Правда, был один случай вскоре после его приключения с воробьем. На новогодней елке, которую принес Дедушка Мороз, а мама с бабушкой нарядили, Севу заворожил именно красноголовый грибок с золотыми пупырышками. Он притаился на нижней ветке среди магазинных конфет в ярких фантиках. Из-за такой же прекрасной всамделишности, как сласти, он показался Севе поселившимся на елке еще с лета.
Сева выбрал минуту, когда никого рядом не было, и сорвал эту аппетитную штуку. Сева сразу откусил захрустевшую стеклом кумачовую шляпку, оказавшуюся полной быстрой рдяной жидкости, которая с резкой болью вдруг закапала у него изо рта на пол...
А живые грибы на прилавке Сева хорошо запомнил, когда по знакомству с Витькой его осенью взял Юрка и другие большие ребята воровать семечки на Бутырском рынке.

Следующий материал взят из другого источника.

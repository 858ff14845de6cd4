//! Heap instances
//!
//! An `Object` owns one slot per instance field of its type (base type
//! fields first). Slots are guarded by a `parking_lot::RwLock` so compiled
//! accessors may be shared across threads.

use std::fmt;
use std::sync::atomic::{AtomicU64, Ordering};
use std::sync::Arc;

use parking_lot::RwLock;

use crate::ty::TypeHandle;
use crate::value::Value;

/// Process-unique object identity, never reused
#[derive(Debug, Clone, Copy, PartialEq, Eq, Hash, PartialOrd, Ord)]
pub struct ObjectId(u64);

static NEXT_OBJECT_ID: AtomicU64 = AtomicU64::new(1);

impl ObjectId {
    /// Generate a new unique ObjectId
    pub fn new() -> Self {
        ObjectId(NEXT_OBJECT_ID.fetch_add(1, Ordering::Relaxed))
    }

    /// Get the numeric ID value
    pub fn as_u64(self) -> u64 {
        self.0
    }
}

impl Default for ObjectId {
    fn default() -> Self {
        Self::new()
    }
}

impl fmt::Display for ObjectId {
    fn fmt(&self, f: &mut fmt::Formatter<'_>) -> fmt::Result {
        write!(f, "{}", self.0)
    }
}

/// Shared handle to an object
pub type ObjectRef = Arc<Object>;

/// Instance of a class type
pub struct Object {
    id: ObjectId,
    ty: TypeHandle,
    slots: RwLock<Vec<Value>>,
}

impl Object {
    /// Allocate an instance with every field at its default value
    pub fn alloc(ty: &TypeHandle) -> ObjectRef {
        let slots = ty
            .instance_field_kinds()
            .into_iter()
            .map(Value::default_for)
            .collect();
        Arc::new(Object {
            id: ObjectId::new(),
            ty: ty.clone(),
            slots: RwLock::new(slots),
        })
    }

    /// Object identity
    pub fn id(&self) -> ObjectId {
        self.id
    }

    /// Runtime type of this object
    pub fn type_handle(&self) -> &TypeHandle {
        &self.ty
    }

    /// Read a slot
    pub fn slot(&self, index: usize) -> Option<Value> {
        self.slots.read().get(index).cloned()
    }

    /// Write a slot, returns false if the index is out of range
    pub fn set_slot(&self, index: usize, value: Value) -> bool {
        let mut slots = self.slots.write();
        match slots.get_mut(index) {
            Some(slot) => {
                *slot = value;
                true
            }
            None => false,
        }
    }

    /// Number of slots
    pub fn slot_count(&self) -> usize {
        self.slots.read().len()
    }
}

impl fmt::Debug for Object {
    fn fmt(&self, f: &mut fmt::Formatter<'_>) -> fmt::Result {
        f.debug_struct("Object")
            .field("id", &self.id)
            .field("type", &self.ty.name())
            .field("slots", &*self.slots.read())
            .finish()
    }
}

#[cfg(test)]
mod tests {
    use super::*;

    #[test]
    fn test_object_ids_are_unique() {
        let a = ObjectId::new();
        let b = ObjectId::new();
        assert_ne!(a, b);
        assert!(b.as_u64() > a.as_u64());
    }
}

Семечки продавали около картошки за хибарками магазинов в рядах с навесами. Над бледными россыпями хрустящих тыквенных и чернявой дробью подсолнухов хозяйничали румяные женщины в фартуках поверх телогреек. С мерными стаканчиками в руках, они сами призывали всех пробовать и, может быть, покупать свой товар. Так что воровать было, видимо, не очень страшно.
Заведывали этим старшие пацаны, а Витьке с Севой за кучей пустых бочек они насыпАли -- на сохранение -- добычу за пазухи, чтобы самих не зашухарили.
Кто-нибудь из пацанов плевал на ладони и, намазав их слюнями, по очереди подходил к новой тетеньке. Он крепко клал руки на кучу семечек и спрашивал:
— Горячие?
Потом аккуратно убирал облипшие дармовыми семечками ладони в карманы:
— У-у, нет! Холодные...
Вот и весь грабеж.
Семечки во дворе поголовно любили, даже мужчины грызли их бесперебойными горстями, пренебрегая курением. Из-за постоянного лузганья вокруг казалось, что люди запасают семечки мешками. Да, наверное, дома у всех семечек было вдоволь, потому что даже у Севиной бабушки, со вставными зубами, они всегда имелись в жестяной коробке с надписью “Монпансье”.
Странно, что на ворованные семечки их шайка на рынке набрасывалась, будто грызли впервые. Как только набиралась пригоршня-другая, ребята, толкаясь, лезли к ним с Витькой на животы и нервно сгрызали улов.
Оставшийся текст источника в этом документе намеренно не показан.